What needs to be done: All of the records are to be copied out exactly, with nothing left out.

Task input:
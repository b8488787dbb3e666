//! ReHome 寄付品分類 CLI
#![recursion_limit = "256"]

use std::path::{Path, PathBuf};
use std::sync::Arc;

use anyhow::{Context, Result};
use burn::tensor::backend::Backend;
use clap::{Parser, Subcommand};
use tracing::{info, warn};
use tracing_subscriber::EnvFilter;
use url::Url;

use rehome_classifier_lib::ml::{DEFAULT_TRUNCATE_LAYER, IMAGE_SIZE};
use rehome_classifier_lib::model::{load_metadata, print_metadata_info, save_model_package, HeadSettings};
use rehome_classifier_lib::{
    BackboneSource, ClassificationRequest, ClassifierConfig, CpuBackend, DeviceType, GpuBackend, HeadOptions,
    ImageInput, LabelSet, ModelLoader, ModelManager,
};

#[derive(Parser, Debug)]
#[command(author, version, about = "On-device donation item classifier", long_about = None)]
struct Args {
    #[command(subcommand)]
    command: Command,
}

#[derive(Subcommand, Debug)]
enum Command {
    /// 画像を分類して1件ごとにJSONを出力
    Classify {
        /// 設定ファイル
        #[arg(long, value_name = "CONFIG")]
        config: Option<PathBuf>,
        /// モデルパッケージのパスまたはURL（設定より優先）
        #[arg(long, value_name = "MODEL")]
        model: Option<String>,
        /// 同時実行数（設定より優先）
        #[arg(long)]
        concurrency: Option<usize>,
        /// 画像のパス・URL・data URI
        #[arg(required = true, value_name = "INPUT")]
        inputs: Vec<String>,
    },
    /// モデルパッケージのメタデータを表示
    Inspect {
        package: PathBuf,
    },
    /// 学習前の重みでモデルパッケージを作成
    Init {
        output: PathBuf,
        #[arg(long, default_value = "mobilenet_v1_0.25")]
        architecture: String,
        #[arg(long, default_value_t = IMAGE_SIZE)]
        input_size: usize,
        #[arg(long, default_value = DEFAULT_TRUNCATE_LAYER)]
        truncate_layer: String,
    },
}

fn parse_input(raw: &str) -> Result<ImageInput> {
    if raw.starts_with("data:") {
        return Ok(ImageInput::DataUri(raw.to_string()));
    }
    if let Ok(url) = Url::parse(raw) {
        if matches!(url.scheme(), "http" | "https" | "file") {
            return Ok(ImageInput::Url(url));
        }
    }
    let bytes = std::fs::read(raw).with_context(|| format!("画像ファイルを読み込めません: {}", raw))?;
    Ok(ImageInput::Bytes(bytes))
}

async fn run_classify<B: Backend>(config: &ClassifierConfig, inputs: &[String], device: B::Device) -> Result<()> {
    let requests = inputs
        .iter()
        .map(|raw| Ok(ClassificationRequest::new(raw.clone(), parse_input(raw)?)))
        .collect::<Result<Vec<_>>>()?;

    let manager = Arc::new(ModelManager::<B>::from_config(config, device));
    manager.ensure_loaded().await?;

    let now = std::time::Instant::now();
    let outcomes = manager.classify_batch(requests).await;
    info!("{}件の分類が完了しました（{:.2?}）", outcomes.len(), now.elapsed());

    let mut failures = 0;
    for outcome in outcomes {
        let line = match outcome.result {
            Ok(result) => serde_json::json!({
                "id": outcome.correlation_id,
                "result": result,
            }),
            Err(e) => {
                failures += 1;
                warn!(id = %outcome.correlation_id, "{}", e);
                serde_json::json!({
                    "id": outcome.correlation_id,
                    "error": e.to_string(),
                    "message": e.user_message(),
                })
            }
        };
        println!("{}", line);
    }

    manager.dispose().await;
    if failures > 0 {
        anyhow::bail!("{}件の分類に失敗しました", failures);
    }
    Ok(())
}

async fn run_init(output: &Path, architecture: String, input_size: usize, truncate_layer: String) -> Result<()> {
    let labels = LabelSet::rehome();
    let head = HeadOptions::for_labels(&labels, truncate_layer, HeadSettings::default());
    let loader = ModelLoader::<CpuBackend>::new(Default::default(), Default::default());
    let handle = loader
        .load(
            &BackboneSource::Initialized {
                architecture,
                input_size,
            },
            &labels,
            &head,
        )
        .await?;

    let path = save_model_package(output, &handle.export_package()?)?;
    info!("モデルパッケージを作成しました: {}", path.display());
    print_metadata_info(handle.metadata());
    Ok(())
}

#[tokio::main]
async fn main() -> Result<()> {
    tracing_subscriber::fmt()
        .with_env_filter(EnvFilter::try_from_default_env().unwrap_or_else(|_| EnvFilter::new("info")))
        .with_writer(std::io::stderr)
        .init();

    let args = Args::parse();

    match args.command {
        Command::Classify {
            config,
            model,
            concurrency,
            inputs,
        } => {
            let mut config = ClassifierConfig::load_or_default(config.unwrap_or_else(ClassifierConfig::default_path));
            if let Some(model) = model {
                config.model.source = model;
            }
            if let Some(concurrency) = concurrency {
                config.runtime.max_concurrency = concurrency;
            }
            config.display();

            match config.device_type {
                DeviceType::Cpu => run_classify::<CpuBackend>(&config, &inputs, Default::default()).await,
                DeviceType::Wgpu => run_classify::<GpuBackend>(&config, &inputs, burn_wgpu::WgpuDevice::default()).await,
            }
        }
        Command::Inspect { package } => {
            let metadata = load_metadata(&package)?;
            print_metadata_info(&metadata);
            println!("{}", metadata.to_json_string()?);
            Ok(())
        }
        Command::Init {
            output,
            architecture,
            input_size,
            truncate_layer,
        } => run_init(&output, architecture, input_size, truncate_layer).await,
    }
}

Task response:
repository b8488787dbb3e666
//! ReHome 寄付品分類 CLI
#![recursion_limit = "256"]

use std::path::{Path, PathBuf};
use std::sync::Arc;

use anyhow::{Context, Result};
use burn::tensor::backend::Backend;
use clap::{Parser, Subcommand};
use tracing::{info, warn};
use tracing_subscriber::EnvFilter;
use url::Url;

use rehome_classifier_lib::ml::{DEFAULT_TRUNCATE_LAYER, IMAGE_SIZE};
use rehome_classifier_lib::model::{load_metadata, print_metadata_info, save_model_package, HeadSettings};
use rehome_classifier_lib::{
    BackboneSource, ClassificationRequest, ClassifierConfig, CpuBackend, DeviceType, GpuBackend, HeadOptions,
    ImageInput, LabelSet, ModelLoader, ModelManager,
};

#[derive(Parser, Debug)]
#[command(author, version, about = "On-device donation item classifier", long_about = None)]
struct Args {
    #[command(subcommand)]
    command: Command,
}

#[derive(Subcommand, Debug)]
enum Command {
    /// 画像を分類して1件ごとにJSONを出力
    Classify {
        /// 設定ファイル
        #[arg(long, value_name = "CONFIG")]
        config: Option<PathBuf>,
        /// モデルパッケージのパスまたはURL（設定より優先）
        #[arg(long, value_name = "MODEL")]
        model: Option<String>,
        /// 同時実行数（設定より優先）
        #[arg(long)]
        concurrency: Option<usize>,
        /// 画像のパス・URL・data URI
        #[arg(required = true, value_name = "INPUT")]
        inputs: Vec<String>,
    },
    /// モデルパッケージのメタデータを表示
    Inspect {
        package: PathBuf,
    },
    /// 学習前の重みでモデルパッケージを作成
    Init {
        output: PathBuf,
        #[arg(long, default_value = "mobilenet_v1_0.25")]
        architecture: String,
        #[arg(long, default_value_t = IMAGE_SIZE)]
        input_size: usize,
        #[arg(long, default_value = DEFAULT_TRUNCATE_LAYER)]
        truncate_layer: String,
    },
}

fn parse_input(raw: &str) -> Result<ImageInput> {
    if raw.starts_with("data:") {
        return Ok(ImageInput::DataUri(raw.to_string()));
    }
    if let Ok(url) = Url::parse(raw) {
        if matches!(url.scheme(), "http" | "https" | "file") {
            return Ok(ImageInput::Url(url));
        }
    }
    let bytes = std::fs::read(raw).with_context(|| format!("画像ファイルを読み込めません: {}", raw))?;
    Ok(ImageInput::Bytes(bytes))
}

async fn run_classify<B: Backend>(config: &ClassifierConfig, inputs: &[String], device: B::Device) -> Result<()> {
    let requests = inputs
        .iter()
        .map(|raw| Ok(ClassificationRequest::new(raw.clone(), parse_input(raw)?)))
        .collect::<Result<Vec<_>>>()?;

    let manager = Arc::new(ModelManager::<B>::from_config(config, device));
    manager.ensure_loaded().await?;

    let now = std::time::Instant::now();
    let outcomes = manager.classify_batch(requests).await;
    info!("{}件の分類が完了しました（{:.2?}）", outcomes.len(), now.elapsed());

    let mut failures = 0;
    for outcome in outcomes {
        let line = match outcome.result {
            Ok(result) => serde_json::json!({
                "id": outcome.correlation_id,
                "result": result,
            }),
            Err(e) => {
                failures += 1;
                warn!(id = %outcome.correlation_id, "{}", e);
                serde_json::json!({
                    "id": outcome.correlation_id,
                    "error": e.to_string(),
                    "message": e.user_message(),
                })
            }
        };
        println!("{}", line);
    }

    manager.dispose().await;
    if failures > 0 {
        anyhow::bail!("{}件の分類に失敗しました", failures);
    }
    Ok(())
}

async fn run_init(output: &Path, architecture: String, input_size: usize, truncate_layer: String) -> Result<()> {
    let labels = LabelSet::rehome();
    let head = HeadOptions::for_labels(&labels, truncate_layer, HeadSettings::default());
    let loader = ModelLoader::<CpuBackend>::new(Default::default(), Default::default());
    let handle = loader
        .load(
            &BackboneSource::Initialized {
                architecture,
                input_size,
            },
            &labels,
            &head,
        )
        .await?;

    let path = save_model_package(output, &handle.export_package()?)?;
    info!("モデルパッケージを作成しました: {}", path.display());
    print_metadata_info(handle.metadata());
    Ok(())
}

#[tokio::main]
async fn main() -> Result<()> {
    tracing_subscriber::fmt()
        .with_env_filter(EnvFilter::try_from_default_env().unwrap_or_else(|_| EnvFilter::new("info")))
        .with_writer(std::io::stderr)
        .init();

    let args = Args::parse();

    match args.command {
        Command::Classify {
            config,
            model,
            concurrency,
            inputs,
        } => {
            let mut config = ClassifierConfig::load_or_default(config.unwrap_or_else(ClassifierConfig::default_path));
            if let Some(model) = model {
                config.model.source = model;
            }
            if let Some(concurrency) = concurrency {
                config.runtime.max_concurrency = concurrency;
            }
            config.display();

            match config.device_type {
                DeviceType::Cpu => run_classify::<CpuBackend>(&config, &inputs, Default::default()).await,
                DeviceType::Wgpu => run_classify::<GpuBackend>(&config, &inputs, burn_wgpu::WgpuDevice::default()).await,
            }
        }
        Command::Inspect { package } => {
            let metadata = load_metadata(&package)?;
            print_metadata_info(&metadata);
            println!("{}", metadata.to_json_string()?);
            Ok(())
        }
        Command::Init {
            output,
            architecture,
            input_size,
            truncate_layer,
        } => run_init(&output, architecture, input_size, truncate_layer).await,
    }
}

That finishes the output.